Why it matters: It made the payments in dollars and euros, despite a decree from Russian President Vladimir Putin in early March that Russia and Russian companies would only pay foreign creditors in rubles. Moscow took the stance after Western sanctions on its foreign reserve currencies in response to Russia's invasion of Ukraine.
- By sanctioning its reserve currencies, the U.S. and its allies hope to force Russia to prioritize its foreign currencies for debt payments and not for funding its war effort in Ukraine.
Russia's Ministry of Finance in early April attempted to make the payments in rubles.
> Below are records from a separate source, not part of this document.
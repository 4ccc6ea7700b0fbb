//! InMemoryCluster - テスト・デモ用のネイティブ層
//!
//! データベースではありません。dispatch の全経路を通すのに必要な最小限の
//! 振る舞いだけを持ちます。
//!
//! # テスト用の仕掛け
//! - `fail_next`: 次のデータ操作を指定の ErrorCode で失敗させる
//! - `panic_next`: 次のデータ操作の中で panic する
//! - `set_latency`: 各データ操作の前に sleep する
//! - `on_next_open`: 接続の途中に割り込む
//! - `outstanding_allocations`: まだ release されていない配列の数

use std::collections::hash_map::DefaultHasher;
use std::collections::{BTreeSet, HashMap, HashSet, VecDeque};
use std::hash::{Hash, Hasher};
use std::sync::atomic::{AtomicBool, AtomicU32, AtomicUsize, Ordering};
use std::sync::{Arc, Mutex, PoisonError};
use std::time::Duration;

use chrono::{DateTime, TimeDelta, Utc};
use regex::bytes::Regex;

use crate::domain::buffer::{NativeArray, NativeBuffer, ReleaseHook};
use crate::domain::errors::ErrorCode;
use crate::domain::metadata::{EntryMetadata, EntryReference, EntryType};
use crate::domain::query::{QueryCell, QueryResult, QueryTable};
use crate::domain::series::{
    Aggregation, AggregationResult, AggregationType, ColumnInfo, ColumnType, Point, PointValue,
};
use crate::domain::time::{Expiry, Timespec, TsRange};
use crate::ports::{Clock, Credentials, NativeConnector, NativeSession, SystemClock};

/// InMemoryCluster は NativeConnector の開発用実装
#[derive(Clone)]
pub struct InMemoryCluster {
    uri: String,
    required_credentials: Option<Credentials>,
    state: Arc<ClusterState>,
}

struct ClusterState {
    store: Mutex<Store>,
    clock: Arc<dyn Clock>,
    outstanding: Arc<AtomicUsize>,
    faults: Mutex<Faults>,
    refuse: AtomicBool,
    opened: AtomicUsize,
    applied_timeout_ms: AtomicU32,
    on_open: Mutex<Option<OpenHook>>,
}

type OpenHook = Box<dyn FnOnce() + Send>;

#[derive(Default)]
struct Faults {
    fail_next: VecDeque<ErrorCode>,
    panic_next: bool,
    latency: Option<Duration>,
}

impl InMemoryCluster {
    pub fn new(uri: impl Into<String>) -> Self {
        Self::with_clock(uri, Arc::new(SystemClock))
    }

    pub fn with_clock(uri: impl Into<String>, clock: Arc<dyn Clock>) -> Self {
        Self {
            uri: uri.into(),
            required_credentials: None,
            state: Arc::new(ClusterState {
                store: Mutex::new(Store::default()),
                clock,
                outstanding: Arc::new(AtomicUsize::new(0)),
                faults: Mutex::new(Faults::default()),
                refuse: AtomicBool::new(false),
                opened: AtomicUsize::new(0),
                applied_timeout_ms: AtomicU32::new(0),
                on_open: Mutex::new(None),
            }),
        }
    }

    /// secured cluster として振る舞う
    pub fn require_credentials(mut self, credentials: Credentials) -> Self {
        self.required_credentials = Some(credentials);
        self
    }

    pub fn uri(&self) -> &str {
        &self.uri
    }

    /// 次のデータ操作を `code` で失敗させる（複数回呼ぶと順に消費）
    pub fn fail_next(&self, code: ErrorCode) {
        self.state.faults().fail_next.push_back(code);
    }

    pub fn panic_next(&self) {
        self.state.faults().panic_next = true;
    }

    pub fn set_latency(&self, latency: Option<Duration>) {
        self.state.faults().latency = latency;
    }

    /// 次の `open` が handle を返す直前に `hook` を一度だけ走らせる
    pub fn on_next_open(&self, hook: impl FnOnce() + Send + 'static) {
        *self.state.on_open.lock().unwrap_or_else(PoisonError::into_inner) = Some(Box::new(hook));
    }

    pub fn refuse_connections(&self, refuse: bool) {
        self.state.refuse.store(refuse, Ordering::SeqCst);
    }

    pub fn outstanding_allocations(&self) -> usize {
        self.state.outstanding.load(Ordering::SeqCst)
    }

    pub fn opened_sessions(&self) -> usize {
        self.state.opened.load(Ordering::SeqCst)
    }

    /// 最後に session へ適用された timeout。未適用なら `None`
    pub fn applied_timeout_ms(&self) -> Option<u32> {
        match self.state.applied_timeout_ms.load(Ordering::SeqCst) {
            0 => None,
            ms => Some(ms),
        }
    }
}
Credit rating agencies said Russia would still be declared in default if it made payments in a different currency than the currency specified on the bonds.
- The country's foreign currency issuer credit ratings was altered to "selective default" by the S&P, and it was given a 30-day grace period to pay debtholders in U.S. dollars and euros.
By the numbers: Russia's Finance Ministry said it paid $564.8 million on a 2022 Eurobond and $84.4 million on a 2042 bond in dollars, according to Reuters.
- The Russian government has borrowed about $49 billion in dollar- and euro-denominated bonds.
The big picture: Russia hasn't defaulted on international debts since the Bolshevik Revolution, though it defaulted on domestic debt during a financial crash in 1998.
- The fallout of a Russian default on international debt isn't exactly clear, but it could have complex ripple effects for the country and the broader market, Axios' Kate Marino reports.